Inactivation by sunlight to undetectable levels of virus will take much longer, perhaps 2 to 3 times longer based on laboratory inactivation by UVC. For aerosolized particles carrying the SARS CoV virus, D90 = 7.11 J/m2 (Walker and Ko (2007), the value for the T90 value is reduced by a factor of 40/7.11 = 5.63. Of course, viruses deposited late in the day may persist overnight with inactivation delayed until the following day. The presence of common light to moderate cloud cover, LER < 0.3, increases the inactivation time as shown by the scatter in Figs. 5, 6, and 7.

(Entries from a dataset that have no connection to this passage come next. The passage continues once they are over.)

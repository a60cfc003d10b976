use editor_core::controller::EditController;
use editor_core::enums::EditKind;
use editor_core::errors::EditResult;

/// What a typed key means.
#[derive(Clone, Copy, Debug, Default, PartialEq, Eq)]
pub enum EditingMode {
    /// Printable ASCII characters, one byte per key.
    Ascii,
    /// Hex digits, two keys per byte.
    #[default]
    Byte,
    /// `0`/`1`, eight keys per byte, most significant bit first.
    Bit,
}

impl EditingMode {
    /// Keys needed to complete one byte.
    #[inline]
    pub fn keys_per_byte(self) -> u8 {
        match self {
            EditingMode::Ascii => 1,
            EditingMode::Byte => 2,
            EditingMode::Bit => 8,
        }
    }

    /// The digit `key` stands for in this mode, or the byte itself in ASCII
    /// mode.
    fn digit(self, key: char) -> Option<u8> {
        match self {
            EditingMode::Ascii => (key.is_ascii_graphic() || key == ' ').then_some(key as u8),
            EditingMode::Byte => key.to_digit(16).map(|d| d as u8),
            EditingMode::Bit => key.to_digit(2).map(|d| d as u8),
        }
    }
}

/// Keys typed toward a byte that is not complete yet.
#[derive(Clone, Copy, Debug, Default, PartialEq, Eq)]
struct Pending {
    value: u8,
    keys: u8,
}

/// A cursor and an editing mode in front of an [`EditController`], turning
/// keystrokes into edit sessions.
///
/// Typing starts an edit at the cursor when none is running and keeps
/// appending to it until the cursor is moved, the mode changes, or history
/// is walked.
#[derive(Debug)]
pub struct Document {
    pub controller: EditController,
    pub cursor: u64,
    mode: EditingMode,
    insert: bool,
    pending: Pending,
}

impl Document {
    pub fn new(controller: EditController) -> Self {
        Self {
            controller,
            cursor: 0,
            mode: EditingMode::default(),
            insert: false,
            pending: Pending::default(),
        }
    }

    #[inline]
    pub fn mode(&self) -> EditingMode {
        self.mode
    }

    /// Whether new edits insert rather than overwrite.
    #[inline]
    pub fn is_inserting(&self) -> bool {
        self.insert
    }

    /// Keys typed toward the next byte, as `(value so far, keys typed)`.
    #[inline]
    pub fn pending(&self) -> (u8, u8) {
        (self.pending.value, self.pending.keys)
    }
}

/*

====================================
============= TYPING ===============
====================================

*/

impl Document {
    /// Feeds one key. Keys that mean nothing in the current mode are
    /// ignored and `Ok(false)` is returned.
    ///
    /// # Errors
    ///
    /// Whatever the controller reports while starting or extending the edit.
    pub fn type_key(&mut self, key: char) -> EditResult<bool> {
        let Some(digit) = self.mode.digit(key) else {
            return Ok(false);
        };

        if !self.controller.is_editing() {
            let kind = if self.insert {
                EditKind::Insert
            } else {
                EditKind::Overwrite
            };

            self.controller.init_edit(self.cursor, kind)?;
        }

        let shift = 8 / self.mode.keys_per_byte();

        // shifting a u8 by 8 would overflow, ASCII takes the digit whole
        self.pending.value = match self.mode {
            EditingMode::Ascii => digit,
            _ => (self.pending.value << shift) | digit,
        };
        self.pending.keys += 1;

        if self.pending.keys == self.mode.keys_per_byte() {
            let byte = self.pending.value;

            self.pending = Pending::default();
            self.controller.append_byte(byte)?;
            self.cursor += 1;
        }

        Ok(true)
    }

    /// Undoes the last key: a half-typed byte is cleared first, otherwise
    /// the last staged byte is removed. Does nothing while idle.
    ///
    /// # Errors
    ///
    /// Whatever the controller reports while removing the byte.
    pub fn backspace(&mut self) -> EditResult<bool> {
        if self.pending.keys > 0 {
            self.pending = Pending::default();

            return Ok(true);
        }

        if !self.controller.is_editing() {
            return Ok(false);
        }

        let removed = self.controller.backspace()?.is_some();

        if removed {
            self.cursor -= 1;
        }

        Ok(removed)
    }

    /// Finishes the edit in progress. A half-typed byte is dropped.
    ///
    /// # Errors
    ///
    /// Whatever the controller reports while committing.
    pub fn commit(&mut self) -> EditResult<()> {
        self.pending = Pending::default();

        if self.controller.is_editing() {
            self.controller.commit()?;
        }

        Ok(())
    }
}

/*

====================================
======== CURSOR AND MODES ==========
====================================

*/

impl Document {
    /// Commits, then places the cursor at `offset`, clamped to the document.
    ///
    /// # Errors
    ///
    /// See [`Document::commit`].
    pub fn move_cursor(&mut self, offset: u64) -> EditResult<()> {
        self.commit()?;
        self.cursor = offset.min(self.controller.len());

        Ok(())
    }

    /// Commits, then moves the cursor by `delta` bytes, stopping at either
    /// end.
    ///
    /// # Errors
    ///
    /// See [`Document::commit`].
    pub fn move_by(&mut self, delta: i64) -> EditResult<()> {
        self.move_cursor(self.cursor.saturating_add_signed(delta))
    }

    /// # Errors
    ///
    /// See [`Document::commit`].
    pub fn set_mode(&mut self, mode: EditingMode) -> EditResult<()> {
        if mode != self.mode {
            self.commit()?;
            self.mode = mode;
        }

        Ok(())
    }

    /// Flips between insert and overwrite for the next edit.
    ///
    /// # Errors
    ///
    /// See [`Document::commit`].
    pub fn toggle_insert(&mut self) -> EditResult<bool> {
        self.commit()?;
        self.insert = !self.insert;

        Ok(self.insert)
    }

    /// # Errors
    ///
    /// Whatever the controller reports while undoing.
    pub fn undo(&mut self) -> EditResult<bool> {
        self.pending = Pending::default();

        let undone = self.controller.undo()?;

        self.cursor = self.cursor.min(self.controller.len());

        Ok(undone)
    }

    /// # Errors
    ///
    /// Whatever the controller reports while redoing.
    pub fn redo(&mut self) -> EditResult<bool> {
        self.commit()?;

        let redone = self.controller.redo()?;

        self.cursor = self.cursor.min(self.controller.len());

        Ok(redone)
    }
}

#[cfg(test)]
mod document_tests {
    use super::*;

    fn doc(bytes: &[u8]) -> Document {
        Document::new(EditController::new(bytes).unwrap())
    }

    fn type_str(doc: &mut Document, keys: &str) {
        for key in keys.chars() {
            doc.type_key(key).unwrap();
        }
    }

    fn bytes(doc: &Document) -> Vec<u8> {
        doc.controller.save().unwrap()
    }

    #[test]
    fn hex_nibbles_pair_into_bytes() {
        let mut doc = doc(&[0, 0, 0]);

        type_str(&mut doc, "a");
        assert_eq!(bytes(&doc), [0, 0, 0], "half a byte is held back");
        assert_eq!(doc.pending(), (0xa, 1));
        assert_eq!(doc.cursor, 0);

        type_str(&mut doc, "BfF");
        assert_eq!(bytes(&doc), [0xab, 0xff, 0]);
        assert_eq!(doc.cursor, 2);
    }

    #[test]
    fn keys_outside_the_mode_are_ignored() {
        let mut doc = doc(&[1, 2]);

        assert!(!doc.type_key('g').unwrap());
        assert!(!doc.controller.is_editing());

        doc.set_mode(EditingMode::Bit).unwrap();
        assert!(!doc.type_key('2').unwrap());

        doc.set_mode(EditingMode::Ascii).unwrap();
        assert!(!doc.type_key('\n').unwrap());
        assert!(!doc.type_key('é').unwrap());
        assert_eq!(bytes(&doc), [1, 2]);
    }

    #[test]
    fn bits_pack_most_significant_first() {
        let mut doc = doc(&[0xff]);

        doc.set_mode(EditingMode::Bit).unwrap();
        type_str(&mut doc, "0100000");
        assert_eq!(bytes(&doc), [0xff]);

        type_str(&mut doc, "1");
        assert_eq!(bytes(&doc), [0x41]);
    }

    #[test]
    fn ascii_mode_types_characters() {
        let mut doc = doc(b"....");

        doc.set_mode(EditingMode::Ascii).unwrap();
        doc.move_cursor(1).unwrap();
        type_str(&mut doc, "hi ");

        assert_eq!(bytes(&doc), b".hi ");
        assert_eq!(doc.cursor, 4);
    }

    #[test]
    fn insert_toggle_shifts_instead_of_overwriting() {
        let mut doc = doc(&[0x11, 0x22]);

        assert!(doc.toggle_insert().unwrap());
        doc.move_cursor(1).unwrap();
        type_str(&mut doc, "ee");

        assert_eq!(bytes(&doc), [0x11, 0xee, 0x22]);
    }

    #[test]
    fn overwrite_at_end_grows_the_document() {
        let mut doc = doc(&[0x11]);

        doc.move_cursor(1).unwrap();
        type_str(&mut doc, "2233");

        assert_eq!(bytes(&doc), [0x11, 0x22, 0x33]);
        assert_eq!(doc.cursor, 3);
    }

    #[test]
    fn backspace_clears_half_typed_byte_first() {
        let mut doc = doc(&[0, 0]);

        type_str(&mut doc, "12f");
        assert!(doc.backspace().unwrap());
        assert_eq!(doc.pending(), (0, 0));
        assert_eq!(bytes(&doc), [0x12, 0]);

        assert!(doc.backspace().unwrap());
        assert_eq!(bytes(&doc), [0, 0]);
        assert_eq!(doc.cursor, 0);

        assert!(!doc.backspace().unwrap());
    }

    #[test]
    fn moving_commits_one_undo_step() {
        let mut doc = doc(&[0, 0, 0, 0]);

        type_str(&mut doc, "0102");
        doc.move_cursor(3).unwrap();
        type_str(&mut doc, "ff");
        doc.move_by(-10).unwrap();

        assert_eq!(doc.cursor, 0);
        assert_eq!(bytes(&doc), [1, 2, 0, 0xff]);

        assert!(doc.undo().unwrap());
        assert_eq!(bytes(&doc), [1, 2, 0, 0]);

        assert!(doc.undo().unwrap());
        assert_eq!(bytes(&doc), [0, 0, 0, 0]);

        assert!(doc.redo().unwrap());
        assert_eq!(bytes(&doc), [1, 2, 0, 0]);
    }

    #[test]
    fn undo_clamps_the_cursor() {
        let mut doc = doc(&[]);

        type_str(&mut doc, "aabbcc");
        assert_eq!(doc.cursor, 3);

        doc.undo().unwrap();
        assert_eq!(doc.cursor, 0);
        assert!(doc.controller.is_empty());
    }

    #[test]
    fn undo_mid_edit_takes_the_whole_edit() {
        let mut doc = doc(&[9, 9]);

        type_str(&mut doc, "01f");
        assert!(doc.undo().unwrap());

        assert_eq!(bytes(&doc), [9, 9]);
        assert_eq!(doc.pending(), (0, 0));
    }
}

For the recent Ratnesar-Shumate et al. (2020) laboratory results, the calculated equivalent 254 nm SARS CoV-2 D90 = 3.2 ± 0.7 J/m2. Calculated T90 < 7 min at mid-latitudes, while for the equatorial region sites T90 < 4 min, the reduction in T90 is a factor of 12.5 compared to using D90 = 40 J/m2. For the calculated RS SARS CoV-2 D90 = 3.2 J/m2, minimum inactivation times are less than 20 min for local solar times from 10:00 to 14:00 h and less than 60 min solar zenith angels θ < 60O from the subsolar latitude for 08:00 to 16:00 h. For those surfaces that are near direct sunlight, but not in direct sunlight, there is ample diffuse UVB sunlight to inactivate SARS CoV-2 coronaviruses with about 70% more exposure, or less than 2 h for mid-latitudes and for equatorial sites in less than 90 min. At other times of the day between 11:00 and 13:00 local solar time, there are still many mid- and low-latitude sites with sufficient sunlight so that Min <T90> 13:00 ≤ 90 min. By 14:00 h, there are very few sites with Min <T90> 14:00 ≤ 90 min. During the summer solstices the Min <T90> 12:00 ≤ 65 min circles cover mid-latitude cities in both hemispheres. Cities at high latitudes greater than 60O do not have periods where the inactivation times are less than 2 h. Unoccupied midday surfaces will become relatively virus free in short periods from Spring to Autumn. While sunlight will inactivate the SARS CoV-2 virus responsible for COVID-19, the midday UVB 90% inactivation time, 7 to 20 min, is too slow to protect against transmission between people outdoors in crowds.